On Wed, Mar 18, 2009 at 11:13 AM, Doug Judd <[email protected]> wrote:
> Donald,
>
> Thanks for doing this.  I didn't notice any performance difference with my
> tests either.  Send me your HdfsBroker patch and I'll be sure it gets into
> the next release.
>
> - Doug
>
> On Tue, Mar 17, 2009 at 8:00 PM, donald <[email protected]> wrote:
>>
>> Hi Luke,
>>
>> I changed the seek-read logic in HdfsBroker to use HDFS's build-in
>> pread API last week on a 11-node cluster. As expected the number of
>> socket connections per node drops drastically from hundreds to about
>> 20. Meanwhile there is no significant change in performance.
>>
>> I am reading the HDFS 0.19 code and doing some tests these days,
>> results show HDFS create/write/close fails with high probability when
>> some nodes are under heavy load, especially when the number of nodes
>> is small. I'll post my analysis in details later in a new thread.
>>
>> Donald
>>
>> On Mar 8, 4:25 pm, "Liu Kejia (Donald)" <[email protected]> wrote:
>> > Get it! I was so careless not to find the problem of HdfsBroker...

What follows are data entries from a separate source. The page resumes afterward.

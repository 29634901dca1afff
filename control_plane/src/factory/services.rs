use super::{Factory, FactoryError, application_name, object_meta};
use canopy_api::labels::{LabelSet, instance_labels};
use canopy_api::v1alpha1::{Application, Instance};
use k8s_openapi::api::core::v1::{Service, ServicePort, ServiceSpec};
use k8s_openapi::apimachinery::pkg::util::intstr::IntOrString;

/// One service per application, selecting the pods of whichever instance it is built for.
///
/// The selector uses the instance's identity labels only, since pods never carry
/// the latest-instance label.
#[derive(Clone, Copy, Debug, Default)]
pub struct ServiceFactory;

impl Factory<Service> for ServiceFactory {
    fn build(
        &self,
        application: &Application,
        instance: &Instance,
        labels: &LabelSet,
    ) -> Result<Service, FactoryError> {
        let name = application_name(application)?.to_string();
        let port = application.spec.port;

        Ok(Service {
            metadata: object_meta(application, instance, name, labels)?,
            spec: Some(ServiceSpec {
                selector: Some(instance_labels(instance)),
                ports: Some(vec![ServicePort {
                    name: Some("http".to_string()),
                    port,
                    target_port: Some(IntOrString::Int(port)),
                    protocol: Some("TCP".to_string()),
                    ..Default::default()
                }]),
                ..Default::default()
            }),
            ..Default::default()
        })
    }
}
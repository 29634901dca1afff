#![warn(
    clippy::pedantic,
    clippy::panic,
    clippy::todo,
    clippy::unimplemented,
    clippy::unwrap_used,
    clippy::expect_used
)]
#![allow(
    clippy::needless_pass_by_value,
    clippy::needless_continue,
    clippy::missing_errors_doc,
    clippy::missing_panics_doc,
    clippy::must_use_candidate,
    clippy::struct_field_names
)]

mod alerts;
mod cli;
mod controllers;
mod driver;
mod factory;
mod health;
mod kubernetes;
mod listener;
mod options;
mod probes;
mod publisher;
mod status;
mod triggers;

use crate::alerts::EventAlertSink;
use crate::cli::{Cli, Command};
use crate::controllers::{RouteController, ServiceController, WorkloadController};
use crate::driver::Driver;
use crate::factory::{DeploymentFactory, RouteFactory, ServiceFactory};
use crate::health::{HealthPoller, KubePodLister};
use crate::kubernetes::{connect, scoped_api};
use crate::listener::ResourceListener;
use crate::options::Options;
use crate::probes::{ProbeState, ProbesError, spawn_probes};
use crate::publisher::KubePublisher;
use crate::status::KubeStatusWriter;
use crate::triggers::TriggerSource;
use canopy_api::constants::{FIELD_MANAGER, REALM_LABEL};
use canopy_api::v1alpha1::Application;
use canopy_core::crypto::init_crypto;
use canopy_core::instrumentation::init_instrumentation;
use canopy_core::task::Builder as TaskBuilder;
use clap::Parser;
use gateway_api::apis::standard::httproutes::HTTPRoute;
use k8s_openapi::api::apps::v1::Deployment;
use k8s_openapi::api::core::v1::Service;
use kube::CustomResourceExt;
use kube::runtime::events::Reporter;
use kube::runtime::watcher;
use std::sync::Arc;
use thiserror::Error;
use tokio::sync::mpsc;
use tracing::{error, info};

#[derive(Debug, Error)]
pub enum MainError {
    #[error("Failed to render CRD: {0}")]
    Crd(#[from] serde_yaml::Error),
    #[error("Failed to connect to Kubernetes: {0}")]
    Kubernetes(#[from] kube::Error),
    #[error("Failed to start probes: {0}")]
    Probes(#[from] ProbesError),
}

#[tokio::main(flavor = "multi_thread")]
async fn main() -> Result<(), MainError> {
    let args = Cli::parse();

    if args.command() == Command::Crdgen {
        print!("{}", serde_yaml::to_string(&Application::crd())?);
        return Ok(());
    }

    init_crypto();
    init_instrumentation(args.log_format());

    let options = Arc::new(Options::default());
    let client = connect().await?;
    let namespace = args.namespace().as_deref();

    let task_builder = TaskBuilder::default();
    task_builder.shutdown_on_ctrl_c();
    let token = task_builder.cancellation_token();

    let (trigger_tx, trigger_rx) = mpsc::channel(options.trigger_channel_capacity());
    let owned = || watcher::Config::default().labels(REALM_LABEL);

    let applications = ResourceListener::<Application>::new(
        scoped_api(client.clone(), namespace),
        watcher::Config::default(),
        TriggerSource::Parent,
        trigger_tx.clone(),
        options.clone(),
        token.child_token(),
    );
    let workloads = ResourceListener::<Deployment>::new(
        scoped_api(client.clone(), namespace),
        owned(),
        TriggerSource::owned_by::<Application>(),
        trigger_tx.clone(),
        options.clone(),
        token.child_token(),
    );
    let services = ResourceListener::<Service>::new(
        scoped_api(client.clone(), namespace),
        owned(),
        TriggerSource::owned_by::<Application>(),
        trigger_tx.clone(),
        options.clone(),
        token.child_token(),
    );
    let routes = ResourceListener::<HTTPRoute>::new(
        scoped_api(client.clone(), namespace),
        owned(),
        TriggerSource::owned_by::<Application>(),
        trigger_tx,
        options.clone(),
        token.child_token(),
    );

    applications.start(&task_builder);
    workloads.start(&task_builder);
    services.start(&task_builder);
    routes.start(&task_builder);

    let driver = Driver::new(
        options.clone(),
        applications.cache().clone(),
        WorkloadController::new(
            workloads.cache().clone(),
            Arc::new(KubePublisher::<Deployment, _>::new(
                client.clone(),
                DeploymentFactory,
            )),
        ),
        ServiceController::new(
            workloads.cache().clone(),
            services.cache().clone(),
            Arc::new(KubePublisher::<Service, _>::new(
                client.clone(),
                ServiceFactory,
            )),
        ),
        RouteController::new(
            routes.cache().clone(),
            Arc::new(KubePublisher::<HTTPRoute, _>::new(
                client.clone(),
                RouteFactory,
            )),
        ),
        Arc::new(KubeStatusWriter::new(client.clone())),
    );
    driver.start(&task_builder, trigger_rx);

    let reporter = Reporter {
        controller: FIELD_MANAGER.to_string(),
        instance: args.pod_name().clone(),
    };
    let poller = HealthPoller::new(
        options.clone(),
        applications.cache().clone(),
        Arc::new(KubePodLister::new(client.clone())),
        Arc::new(EventAlertSink::new(client.clone(), reporter)),
        token.child_token(),
    );
    poller.start(&task_builder);

    let probes = ProbeState::new(vec![
        (applications.kind().to_string(), applications.liveness()),
        (workloads.kind().to_string(), workloads.liveness()),
        (services.kind().to_string(), services.liveness()),
        (routes.kind().to_string(), routes.liveness()),
    ]);
    spawn_probes(&task_builder, args.port(), probes)
        .await
        .inspect_err(|err| error!("Failed to start probes: {}", err))?;

    info!("Control plane started");
    task_builder.join_all().await;

    applications.stop();
    workloads.stop();
    services.stop();
    routes.stop();
    poller.stop();
    info!("Control plane stopped");

    Ok(())
}
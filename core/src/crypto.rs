use tracing::debug;

/// Installs ring as the process-wide rustls provider used by the kube client.
///
/// A provider installed earlier (e.g. by a test harness) is left in place.
pub fn init_crypto() {
    if rustls::crypto::ring::default_provider()
        .install_default()
        .is_err()
    {
        debug!("rustls crypto provider already installed");
    }
}
use crate::kubernetes::objects::ObjectRef;
use canopy_api::constants::{INSTANCE_HASH_LABEL, REALM_LABEL};
use canopy_api::labels::realm_id;
use canopy_api::v1alpha1::Application;
use canopy_core::CaseInsensitiveString;
use getset::Getters;
use kube::{Resource, ResourceExt};
use tracing::trace;
use typed_builder::TypedBuilder;

/// A request to reconcile one parent, raised by a watch event on any related object.
#[derive(TypedBuilder, Getters, Clone, Debug, PartialEq, Eq, Hash)]
pub struct Trigger {
    #[getset(get = "pub")]
    #[builder(setter(into))]
    realm_id: String,

    #[getset(get = "pub")]
    #[builder(setter(into))]
    name: String,

    #[getset(get = "pub")]
    #[builder(setter(into))]
    namespace: String,

    #[getset(get = "pub")]
    #[builder(default, setter(into))]
    instance_hash: Option<String>,

    #[getset(get = "pub")]
    #[builder(setter(into))]
    source_kind: String,
}

impl Trigger {
    pub fn parent_ref(&self) -> ObjectRef {
        ObjectRef::of_kind::<Application>()
            .namespace(self.namespace.clone())
            .name(self.name.clone())
            .build()
    }
}

/// How a listener maps its objects back to the parent they belong to.
#[derive(Clone, Debug, PartialEq, Eq)]
pub enum TriggerSource {
    /// The watched objects are parents themselves.
    Parent,
    /// The watched objects carry an owner reference of the given kind.
    OwnedBy(CaseInsensitiveString),
}

impl TriggerSource {
    pub fn owned_by<P: Resource<DynamicType = ()>>() -> Self {
        Self::OwnedBy(CaseInsensitiveString::new(P::kind(&())))
    }
}

pub fn derive_trigger<K>(object: &K, source: &TriggerSource) -> Option<Trigger>
where
    K: Resource<DynamicType = ()>,
{
    let source_kind = K::kind(&()).to_string();
    let namespace = object.namespace()?;

    match source {
        TriggerSource::Parent => {
            let name = object.meta().name.clone()?;
            Some(
                Trigger::builder()
                    .realm_id(realm_id(&namespace, &name))
                    .name(name)
                    .namespace(namespace)
                    .source_kind(source_kind)
                    .build(),
            )
        }
        TriggerSource::OwnedBy(parent_kind) => {
            let labels = object.labels();
            let Some(realm_id) = labels.get(REALM_LABEL) else {
                trace!("Ignoring {} without realm label", source_kind);
                return None;
            };
            let Some(owner) = object
                .owner_references()
                .iter()
                .find(|owner| parent_kind.eq_str(&owner.kind))
            else {
                trace!("Ignoring {} not owned by a {}", source_kind, parent_kind);
                return None;
            };

            Some(
                Trigger::builder()
                    .realm_id(realm_id.clone())
                    .name(owner.name.clone())
                    .namespace(namespace)
                    .instance_hash(labels.get(INSTANCE_HASH_LABEL).cloned())
                    .source_kind(source_kind)
                    .build(),
            )
        }
    }
}
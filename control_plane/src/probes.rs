use axum::extract::State;
use axum::http::StatusCode;
use axum::response::IntoResponse;
use axum::routing::get;
use axum::{Json, Router};
use canopy_core::sync::signal::Receiver;
use canopy_core::task::Builder as TaskBuilder;
use serde_json::json;
use std::net::SocketAddr;
use std::sync::Arc;
use thiserror::Error;
use tokio::net::TcpListener;
use tracing::{info, warn};

#[derive(Debug, Error)]
pub enum ProbesError {
    #[error("Failed to bind probe endpoint: {0}")]
    NetworkBind(#[from] std::io::Error),
}

/// Liveness signals of the watches the control plane depends on, keyed by kind.
#[derive(Clone, Default)]
pub struct ProbeState {
    watches: Arc<Vec<(String, Receiver<bool>)>>,
}

impl ProbeState {
    pub fn new(watches: Vec<(String, Receiver<bool>)>) -> Self {
        Self {
            watches: Arc::new(watches),
        }
    }

    /// Kinds whose watch is currently reported down.
    pub fn failing(&self) -> Vec<&str> {
        self.watches
            .iter()
            .filter(|(_, live)| !*live.current())
            .map(|(kind, _)| kind.as_str())
            .collect()
    }
}

async fn liveness_check() -> impl IntoResponse {
    (StatusCode::OK, Json(json!({ "status": "UP" })))
}

async fn readiness_check(State(state): State<ProbeState>) -> impl IntoResponse {
    let failing = state.failing();
    if failing.is_empty() {
        (StatusCode::OK, Json(json!({ "status": "UP" })))
    } else {
        (
            StatusCode::SERVICE_UNAVAILABLE,
            Json(json!({ "status": "DOWN", "failingWatches": failing })),
        )
    }
}

fn router(state: ProbeState) -> Router {
    Router::new()
        .route("/healthz/liveness", get(liveness_check))
        .route("/healthz/readiness", get(readiness_check))
        .with_state(state)
}

pub async fn spawn_probes(
    task_builder: &TaskBuilder,
    port: u16,
    state: ProbeState,
) -> Result<(), ProbesError> {
    let endpoint = SocketAddr::from(([0, 0, 0, 0], port));
    let tcp_listener = TcpListener::bind(endpoint).await?;
    info!("Serving probes on {}", endpoint);

    let token = task_builder.cancellation_token();
    task_builder.new_task("probes").spawn(async move {
        if let Err(err) = axum::serve(tcp_listener, router(state))
            .with_graceful_shutdown(token.cancelled_owned())
            .await
        {
            warn!("Probe endpoint failed: {}", err);
        }
    });

    Ok(())
}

>> > I'll give it a try and post the result soon. Thanks very much.
>> >
>> > Donald
>> >
>> > On Sun, Mar 8, 2009 at 4:15 PM, Luke <[email protected]> wrote:
>> >
>> > > On Mar 8, 12:06 am, "Liu Kejia (Donald)" <[email protected]> wrote:
>> > > > read(byte[] buf, int off, int len) has much better performance for
>> > > > large
>> > > > scans (e.g. while doing a merging compaction), if using 128KB
>> > > > buffers, it
>> > > > can make 80MB/s throughput, while read(long pos, byte[] buf, int
>> > > > off, int
>> > > > len) can only achieve 40MB/s. To make best utilization of HDFS
>> > > performance,
>> > > > we should use positioned read for random read/small scans to achieve
>> > > shorter
>> > > > response time. OTOH use plain read for large scans to have better
>> > > > throughput, and close-reopen the file after the scanner is destroyed
>> > > > to
>> > > > avoid socket congestion and fd leak.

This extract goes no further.